**WHAT NEEDS TO BE DONE**
Where does the word "derive" show up in the records? Copy every line that has it.
START PROVIDED DATA
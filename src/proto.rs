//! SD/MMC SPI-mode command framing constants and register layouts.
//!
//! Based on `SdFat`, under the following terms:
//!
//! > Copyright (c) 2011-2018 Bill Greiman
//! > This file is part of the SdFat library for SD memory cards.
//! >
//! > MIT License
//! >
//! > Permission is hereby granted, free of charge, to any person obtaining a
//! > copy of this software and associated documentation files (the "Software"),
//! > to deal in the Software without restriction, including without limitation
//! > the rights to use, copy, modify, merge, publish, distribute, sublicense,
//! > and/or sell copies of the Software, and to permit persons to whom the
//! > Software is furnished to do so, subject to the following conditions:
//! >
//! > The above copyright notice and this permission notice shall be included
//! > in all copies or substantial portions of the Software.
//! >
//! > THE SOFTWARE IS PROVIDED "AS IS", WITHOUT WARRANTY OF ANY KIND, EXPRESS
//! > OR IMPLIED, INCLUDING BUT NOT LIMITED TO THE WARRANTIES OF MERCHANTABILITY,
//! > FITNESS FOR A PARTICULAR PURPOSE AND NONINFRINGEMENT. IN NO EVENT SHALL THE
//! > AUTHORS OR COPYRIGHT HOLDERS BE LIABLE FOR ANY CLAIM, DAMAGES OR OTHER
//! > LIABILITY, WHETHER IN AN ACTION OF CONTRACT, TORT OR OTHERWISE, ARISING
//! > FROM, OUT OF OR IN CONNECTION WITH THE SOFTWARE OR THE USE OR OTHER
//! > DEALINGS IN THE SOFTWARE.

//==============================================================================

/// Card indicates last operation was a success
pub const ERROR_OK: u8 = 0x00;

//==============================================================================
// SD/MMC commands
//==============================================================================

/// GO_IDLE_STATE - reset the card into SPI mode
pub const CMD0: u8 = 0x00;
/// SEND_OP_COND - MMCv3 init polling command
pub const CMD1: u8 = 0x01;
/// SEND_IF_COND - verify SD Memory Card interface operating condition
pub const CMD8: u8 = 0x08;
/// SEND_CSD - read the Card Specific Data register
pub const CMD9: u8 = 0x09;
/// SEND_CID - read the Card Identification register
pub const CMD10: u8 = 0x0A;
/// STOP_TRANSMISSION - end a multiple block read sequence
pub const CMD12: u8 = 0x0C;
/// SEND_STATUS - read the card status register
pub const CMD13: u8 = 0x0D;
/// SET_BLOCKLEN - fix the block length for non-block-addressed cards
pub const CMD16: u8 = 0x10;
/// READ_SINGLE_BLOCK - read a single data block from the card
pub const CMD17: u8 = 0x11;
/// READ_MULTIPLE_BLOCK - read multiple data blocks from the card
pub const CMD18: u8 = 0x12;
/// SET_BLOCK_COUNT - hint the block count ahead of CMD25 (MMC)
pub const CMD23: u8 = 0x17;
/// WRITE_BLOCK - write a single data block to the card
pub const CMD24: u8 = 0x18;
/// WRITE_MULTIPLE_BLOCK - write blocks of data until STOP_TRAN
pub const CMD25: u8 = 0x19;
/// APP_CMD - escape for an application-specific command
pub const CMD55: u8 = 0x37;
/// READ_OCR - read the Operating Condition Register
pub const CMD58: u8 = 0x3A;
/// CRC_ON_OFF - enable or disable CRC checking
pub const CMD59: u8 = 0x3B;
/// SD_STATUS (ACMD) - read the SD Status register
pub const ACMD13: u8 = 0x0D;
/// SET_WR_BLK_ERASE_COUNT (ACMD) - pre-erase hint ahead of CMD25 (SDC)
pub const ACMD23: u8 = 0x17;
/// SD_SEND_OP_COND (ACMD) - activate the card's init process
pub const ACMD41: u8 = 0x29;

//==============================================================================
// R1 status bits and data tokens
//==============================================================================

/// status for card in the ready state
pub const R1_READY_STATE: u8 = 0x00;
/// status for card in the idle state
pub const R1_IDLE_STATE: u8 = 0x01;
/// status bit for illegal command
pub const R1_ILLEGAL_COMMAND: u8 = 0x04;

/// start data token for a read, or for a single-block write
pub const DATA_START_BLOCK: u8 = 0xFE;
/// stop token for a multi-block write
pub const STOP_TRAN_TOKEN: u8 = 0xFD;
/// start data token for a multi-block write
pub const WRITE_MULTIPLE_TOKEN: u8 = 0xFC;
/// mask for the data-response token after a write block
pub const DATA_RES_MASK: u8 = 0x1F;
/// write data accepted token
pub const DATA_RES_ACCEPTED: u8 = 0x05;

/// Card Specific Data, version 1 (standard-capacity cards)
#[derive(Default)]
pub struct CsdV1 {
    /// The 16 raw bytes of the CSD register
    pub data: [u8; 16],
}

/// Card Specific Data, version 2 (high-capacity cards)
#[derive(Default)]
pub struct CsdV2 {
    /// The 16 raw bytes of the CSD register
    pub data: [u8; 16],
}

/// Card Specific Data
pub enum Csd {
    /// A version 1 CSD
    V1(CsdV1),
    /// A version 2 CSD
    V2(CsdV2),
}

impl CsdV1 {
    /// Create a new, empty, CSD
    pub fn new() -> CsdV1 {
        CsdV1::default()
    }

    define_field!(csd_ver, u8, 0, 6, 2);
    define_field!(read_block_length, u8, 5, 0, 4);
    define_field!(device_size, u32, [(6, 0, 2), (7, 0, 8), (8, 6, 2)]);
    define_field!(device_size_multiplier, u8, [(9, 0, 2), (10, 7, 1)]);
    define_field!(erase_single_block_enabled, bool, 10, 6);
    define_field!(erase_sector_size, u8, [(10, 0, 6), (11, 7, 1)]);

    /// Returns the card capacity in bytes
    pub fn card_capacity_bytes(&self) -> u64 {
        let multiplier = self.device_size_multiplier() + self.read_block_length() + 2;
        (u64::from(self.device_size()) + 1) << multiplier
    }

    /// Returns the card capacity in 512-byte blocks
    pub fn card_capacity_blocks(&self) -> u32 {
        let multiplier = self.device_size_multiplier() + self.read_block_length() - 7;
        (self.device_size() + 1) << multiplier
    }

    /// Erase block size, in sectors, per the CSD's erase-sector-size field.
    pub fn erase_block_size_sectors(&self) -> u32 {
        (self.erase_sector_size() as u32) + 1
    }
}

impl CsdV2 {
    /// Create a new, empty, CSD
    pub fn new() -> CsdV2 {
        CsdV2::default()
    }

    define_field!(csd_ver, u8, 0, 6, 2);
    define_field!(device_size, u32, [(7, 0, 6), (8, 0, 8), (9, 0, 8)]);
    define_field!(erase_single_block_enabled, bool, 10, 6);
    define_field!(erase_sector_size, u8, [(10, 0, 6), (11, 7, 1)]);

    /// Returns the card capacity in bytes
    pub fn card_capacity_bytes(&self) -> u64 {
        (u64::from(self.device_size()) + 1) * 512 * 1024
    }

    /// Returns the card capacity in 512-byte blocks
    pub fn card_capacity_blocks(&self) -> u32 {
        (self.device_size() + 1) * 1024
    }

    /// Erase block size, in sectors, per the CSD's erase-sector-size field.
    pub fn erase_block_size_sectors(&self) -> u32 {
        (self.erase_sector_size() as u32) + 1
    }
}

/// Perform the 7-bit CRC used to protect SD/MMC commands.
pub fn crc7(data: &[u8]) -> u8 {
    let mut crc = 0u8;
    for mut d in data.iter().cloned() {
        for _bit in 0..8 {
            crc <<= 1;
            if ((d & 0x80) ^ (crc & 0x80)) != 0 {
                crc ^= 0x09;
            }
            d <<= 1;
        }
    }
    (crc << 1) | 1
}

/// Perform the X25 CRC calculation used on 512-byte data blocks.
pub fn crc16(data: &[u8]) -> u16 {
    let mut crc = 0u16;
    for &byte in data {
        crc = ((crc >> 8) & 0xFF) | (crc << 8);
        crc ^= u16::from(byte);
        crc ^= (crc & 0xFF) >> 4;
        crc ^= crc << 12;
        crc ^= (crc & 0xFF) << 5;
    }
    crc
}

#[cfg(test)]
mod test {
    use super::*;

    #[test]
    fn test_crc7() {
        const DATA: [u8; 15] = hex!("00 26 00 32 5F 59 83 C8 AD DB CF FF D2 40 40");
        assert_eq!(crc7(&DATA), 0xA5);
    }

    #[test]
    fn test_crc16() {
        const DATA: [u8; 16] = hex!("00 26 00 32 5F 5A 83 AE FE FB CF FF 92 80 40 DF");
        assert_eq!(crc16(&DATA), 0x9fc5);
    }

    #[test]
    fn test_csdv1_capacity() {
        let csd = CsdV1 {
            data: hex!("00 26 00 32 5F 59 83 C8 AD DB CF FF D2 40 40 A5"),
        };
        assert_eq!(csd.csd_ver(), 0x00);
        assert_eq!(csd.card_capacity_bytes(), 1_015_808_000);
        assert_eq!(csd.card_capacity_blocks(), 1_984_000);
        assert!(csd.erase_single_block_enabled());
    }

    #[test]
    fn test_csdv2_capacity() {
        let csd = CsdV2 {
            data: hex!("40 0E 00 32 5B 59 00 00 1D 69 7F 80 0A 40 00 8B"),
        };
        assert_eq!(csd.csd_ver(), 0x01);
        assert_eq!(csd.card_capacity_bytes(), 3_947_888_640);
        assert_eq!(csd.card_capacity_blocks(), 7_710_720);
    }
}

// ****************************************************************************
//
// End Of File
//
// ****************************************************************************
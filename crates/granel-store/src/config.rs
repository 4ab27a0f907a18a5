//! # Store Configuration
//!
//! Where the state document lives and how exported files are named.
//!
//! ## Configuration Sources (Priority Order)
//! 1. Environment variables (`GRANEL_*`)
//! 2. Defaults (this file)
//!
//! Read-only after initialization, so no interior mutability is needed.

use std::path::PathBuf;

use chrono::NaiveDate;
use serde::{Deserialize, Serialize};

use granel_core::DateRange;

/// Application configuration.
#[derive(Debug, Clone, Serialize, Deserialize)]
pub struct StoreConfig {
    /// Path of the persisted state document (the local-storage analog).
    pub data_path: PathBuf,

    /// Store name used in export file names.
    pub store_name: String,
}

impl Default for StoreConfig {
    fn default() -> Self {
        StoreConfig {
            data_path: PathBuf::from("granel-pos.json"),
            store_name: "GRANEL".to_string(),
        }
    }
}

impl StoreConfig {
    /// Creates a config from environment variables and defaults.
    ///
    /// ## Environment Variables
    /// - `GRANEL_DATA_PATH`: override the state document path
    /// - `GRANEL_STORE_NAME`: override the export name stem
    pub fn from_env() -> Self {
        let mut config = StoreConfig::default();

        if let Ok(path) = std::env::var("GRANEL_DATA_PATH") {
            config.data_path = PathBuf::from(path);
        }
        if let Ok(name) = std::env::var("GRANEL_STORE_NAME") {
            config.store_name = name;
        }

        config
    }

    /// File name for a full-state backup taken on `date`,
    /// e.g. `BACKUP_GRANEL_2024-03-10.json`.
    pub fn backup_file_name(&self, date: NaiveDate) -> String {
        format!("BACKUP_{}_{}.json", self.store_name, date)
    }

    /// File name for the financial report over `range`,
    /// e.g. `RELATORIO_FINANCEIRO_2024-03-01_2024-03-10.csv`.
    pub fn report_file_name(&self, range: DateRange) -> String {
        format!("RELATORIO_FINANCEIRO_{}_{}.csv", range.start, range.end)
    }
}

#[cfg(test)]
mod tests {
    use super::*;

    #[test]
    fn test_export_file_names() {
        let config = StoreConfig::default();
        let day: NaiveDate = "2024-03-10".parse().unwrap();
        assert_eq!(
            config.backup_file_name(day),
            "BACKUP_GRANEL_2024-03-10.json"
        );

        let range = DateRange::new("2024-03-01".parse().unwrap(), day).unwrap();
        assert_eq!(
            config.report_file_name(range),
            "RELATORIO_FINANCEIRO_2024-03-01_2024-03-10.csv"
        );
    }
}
END PROVIDED DATA
START PROVIDED DATA
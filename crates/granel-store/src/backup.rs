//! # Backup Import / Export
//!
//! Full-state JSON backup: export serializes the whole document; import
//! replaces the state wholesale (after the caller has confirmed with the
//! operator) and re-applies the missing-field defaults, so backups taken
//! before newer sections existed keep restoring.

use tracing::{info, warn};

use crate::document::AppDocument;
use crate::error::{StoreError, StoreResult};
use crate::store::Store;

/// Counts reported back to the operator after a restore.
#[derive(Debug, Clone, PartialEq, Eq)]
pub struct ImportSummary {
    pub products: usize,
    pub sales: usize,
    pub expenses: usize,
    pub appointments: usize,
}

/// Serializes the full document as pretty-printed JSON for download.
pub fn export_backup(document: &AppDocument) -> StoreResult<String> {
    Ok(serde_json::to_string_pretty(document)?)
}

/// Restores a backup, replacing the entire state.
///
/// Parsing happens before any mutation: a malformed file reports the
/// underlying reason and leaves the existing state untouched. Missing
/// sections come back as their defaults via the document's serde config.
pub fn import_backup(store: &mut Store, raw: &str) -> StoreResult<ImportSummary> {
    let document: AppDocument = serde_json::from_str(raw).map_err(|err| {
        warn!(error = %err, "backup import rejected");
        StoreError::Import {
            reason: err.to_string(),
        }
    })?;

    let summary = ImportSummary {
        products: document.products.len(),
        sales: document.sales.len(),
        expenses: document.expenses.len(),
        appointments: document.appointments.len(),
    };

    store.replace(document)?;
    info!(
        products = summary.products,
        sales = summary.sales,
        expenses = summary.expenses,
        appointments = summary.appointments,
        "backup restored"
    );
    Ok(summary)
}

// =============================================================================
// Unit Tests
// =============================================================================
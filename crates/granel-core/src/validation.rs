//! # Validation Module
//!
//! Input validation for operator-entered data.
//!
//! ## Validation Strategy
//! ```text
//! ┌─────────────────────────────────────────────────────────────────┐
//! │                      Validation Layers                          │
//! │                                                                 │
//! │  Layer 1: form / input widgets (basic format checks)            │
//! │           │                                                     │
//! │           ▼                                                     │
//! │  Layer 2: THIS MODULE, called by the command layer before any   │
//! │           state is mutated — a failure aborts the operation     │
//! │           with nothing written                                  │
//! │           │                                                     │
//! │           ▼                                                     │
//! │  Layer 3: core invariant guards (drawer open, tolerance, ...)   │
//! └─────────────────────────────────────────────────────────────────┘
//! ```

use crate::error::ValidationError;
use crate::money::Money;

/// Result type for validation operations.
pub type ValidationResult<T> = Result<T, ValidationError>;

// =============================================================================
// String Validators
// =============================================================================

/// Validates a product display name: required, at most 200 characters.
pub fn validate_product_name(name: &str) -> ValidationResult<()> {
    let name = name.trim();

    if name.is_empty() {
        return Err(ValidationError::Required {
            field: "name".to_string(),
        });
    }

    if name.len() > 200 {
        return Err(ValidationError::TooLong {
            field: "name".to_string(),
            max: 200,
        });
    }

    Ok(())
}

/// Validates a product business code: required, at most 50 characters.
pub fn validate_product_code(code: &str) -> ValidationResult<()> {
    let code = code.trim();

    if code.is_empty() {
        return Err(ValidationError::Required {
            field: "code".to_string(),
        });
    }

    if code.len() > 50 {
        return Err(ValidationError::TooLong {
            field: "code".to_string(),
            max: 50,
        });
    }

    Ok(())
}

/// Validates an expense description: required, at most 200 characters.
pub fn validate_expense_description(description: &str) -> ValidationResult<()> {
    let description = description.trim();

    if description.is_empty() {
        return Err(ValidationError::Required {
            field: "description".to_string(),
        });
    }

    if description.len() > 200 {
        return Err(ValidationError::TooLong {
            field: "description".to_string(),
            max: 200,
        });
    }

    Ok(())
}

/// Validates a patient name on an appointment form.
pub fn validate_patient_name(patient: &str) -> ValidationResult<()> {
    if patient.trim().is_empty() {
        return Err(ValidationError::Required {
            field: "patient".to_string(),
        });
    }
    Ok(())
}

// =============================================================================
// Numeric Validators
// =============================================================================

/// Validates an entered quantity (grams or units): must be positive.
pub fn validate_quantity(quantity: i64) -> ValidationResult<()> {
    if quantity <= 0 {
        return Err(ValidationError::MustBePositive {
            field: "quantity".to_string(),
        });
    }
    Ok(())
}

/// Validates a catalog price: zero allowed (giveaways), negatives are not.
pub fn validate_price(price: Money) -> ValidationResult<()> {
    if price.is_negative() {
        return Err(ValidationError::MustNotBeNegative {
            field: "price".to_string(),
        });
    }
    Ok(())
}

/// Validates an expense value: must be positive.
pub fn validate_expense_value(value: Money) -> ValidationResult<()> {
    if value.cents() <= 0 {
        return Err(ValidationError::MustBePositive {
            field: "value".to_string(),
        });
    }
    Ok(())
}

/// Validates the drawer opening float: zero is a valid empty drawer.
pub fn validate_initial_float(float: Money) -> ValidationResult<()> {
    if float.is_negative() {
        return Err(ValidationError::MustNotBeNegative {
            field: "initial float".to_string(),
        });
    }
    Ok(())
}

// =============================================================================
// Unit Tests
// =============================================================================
END PROVIDED DATA
**ANSWER TO THIS PROBLEM**
#[derive(Default)]
#[derive(Default)]
#[derive(Debug, Clone, Serialize, Deserialize)]
#[derive(Debug, Clone, PartialEq, Eq)]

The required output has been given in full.